Problem. (If you have an ORM handy — Hibernate/JPA or EF Core.) Create a parent entity with a lazy child association. Write a loop that iterates parents and touches the child on each. Enable SQL logging and count the queries. Confirm the N+1 pattern (1 + N). Then fix it with an eager fetch (JOIN FETCH / Include) and confirm a single query. Finally, trigger and explain a LazyInitializationException (or EF detached-context error) by touching the association after the session/context closes.

Hints (try without first). - N+1: parents query + one child query per parent. Visible only in query logs. - Eager fix: SELECT p FROM Parent p JOIN FETCH p.children. - The exception happens because the lazy thunk has no open session to force against — laziness moved the failure to first access, past the boundary.

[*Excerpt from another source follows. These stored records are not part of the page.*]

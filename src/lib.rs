//! Daybook is a small JSON REST API for tracking daily expenses and todos.
//!
//! This library provides the HTTP endpoints, the SQLite persistence layer,
//! and the pure aggregation functions that power the expense statistics,
//! monthly trend, and daily summary views.

#![warn(missing_docs)]

use std::{net::SocketAddr, time::Duration};

use axum::{
    Json,
    http::StatusCode,
    response::{IntoResponse, Response},
};
use axum_server::Handle;
use serde_json::json;
use tokio::signal;

pub mod aggregation;
mod app_state;
mod database_id;
mod db;
mod endpoints;
pub mod expense;
mod logging;
mod routing;
mod summary;
mod timezone;
pub mod todo;

pub use app_state::AppState;
pub use logging::{LOG_BODY_LENGTH_LIMIT, logging_middleware};
pub use routing::build_router;

/// An async task that waits for either the ctrl+c or terminate signal, whichever comes first, and
/// then signals the server to shut down gracefully.
///
/// `handle` is a handle to an Axum `Server`.
pub async fn graceful_shutdown(handle: Handle<SocketAddr>) {
    let ctrl_c = async {
        signal::ctrl_c()
            .await
            .expect("failed to install Ctrl+C handler");
    };

    #[cfg(unix)]
    let terminate = async {
        signal::unix::signal(signal::unix::SignalKind::terminate())
            .expect("failed to install signal handler")
            .recv()
            .await;
    };

    #[cfg(not(unix))]
    let terminate = std::future::pending::<()>();

    tokio::select! {
        _ = ctrl_c => {
            tracing::debug!("Received ctrl+c signal.");
            handle.graceful_shutdown(Some(Duration::from_secs(1)));
        },
        _ = terminate => {
            tracing::debug!("Received terminate signal.");
            handle.graceful_shutdown(Some(Duration::from_secs(1)));
        },
    }
}

/// The errors that may occur in the application.
#[derive(Debug, thiserror::Error, PartialEq)]
pub enum Error {
    /// The client did not provide a numeric amount when creating an expense.
    #[error("amount must be a number")]
    InvalidAmount,

    /// The client did not provide a non-empty title when creating a todo.
    #[error("title is required")]
    MissingTitle,

    /// The request body could not be parsed as the expected JSON shape.
    #[error("could not parse request body: {0}")]
    InvalidBody(String),

    /// The requested resource was not found.
    ///
    /// For HTTP request handlers, the client should check that the parameters
    /// (e.g., ID) are correct and that the resource has been created.
    ///
    /// Internally, this error may occur when a query returns no rows.
    #[error("the requested resource could not be found")]
    NotFound,

    /// An error occurred while getting the local offset from a canonical timezone string.
    #[error("invalid timezone {0}")]
    InvalidTimezone(String),

    /// An unhandled/unexpected SQL error.
    #[error("an unexpected SQL error occurred: {0}")]
    SqlError(rusqlite::Error),
}

impl From<rusqlite::Error> for Error {
    fn from(value: rusqlite::Error) -> Self {
        match value {
            rusqlite::Error::QueryReturnedNoRows => Error::NotFound,
            error => {
                tracing::error!("an unhandled SQL error occurred: {}", error);
                Error::SqlError(error)
            }
        }
    }
}

impl IntoResponse for Error {
    fn into_response(self) -> Response {
        let (status, message) = match self {
            Error::InvalidAmount | Error::MissingTitle => {
                (StatusCode::BAD_REQUEST, self.to_string())
            }
            Error::InvalidBody(_) => (StatusCode::BAD_REQUEST, self.to_string()),
            Error::NotFound => (StatusCode::NOT_FOUND, "not found".to_owned()),
            // Any errors that are not handled above are not intended to be shown to the client.
            error => {
                tracing::error!("An unexpected error occurred: {}", error);
                (
                    StatusCode::INTERNAL_SERVER_ERROR,
                    "internal server error".to_owned(),
                )
            }
        };

        (status, Json(json!({ "error": message }))).into_response()
    }
}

Self-check. - [ ] You can spot N+1 from query logs, not from reading the code. - [ ] You can explain where the lazy-loading failure surface lives and how DTOs/eager fetch move it back inside the transaction.

Self-Assessment¶

You are done with this topic when you can, without notes:

Explain eager vs. lazy and point to short-circuit operators as everyday laziness.
Build an infinite lazy stream and bound it correctly (and explain why an unbounded list()/collect() hangs).
Reproduce and explain: generator exhaustion, the [2,2,2] closure trap, LINQ multiple enumeration, the Java single-use stream, and sorted().limit() hanging on an infinite stream.
Reproduce a Haskell foldl space leak, fix it with foldl', and explain why a tuple accumulator still leaks (WHNF vs. NF).
Write a correct thread-safe lazy singleton with the right primitive, and explain why hand-rolled DCL without a barrier is broken.
Diagnose an ORM N+1 and a LazyInitializationException, and state the fix.
Decide eager vs. lazy by where you want cost and failure to land.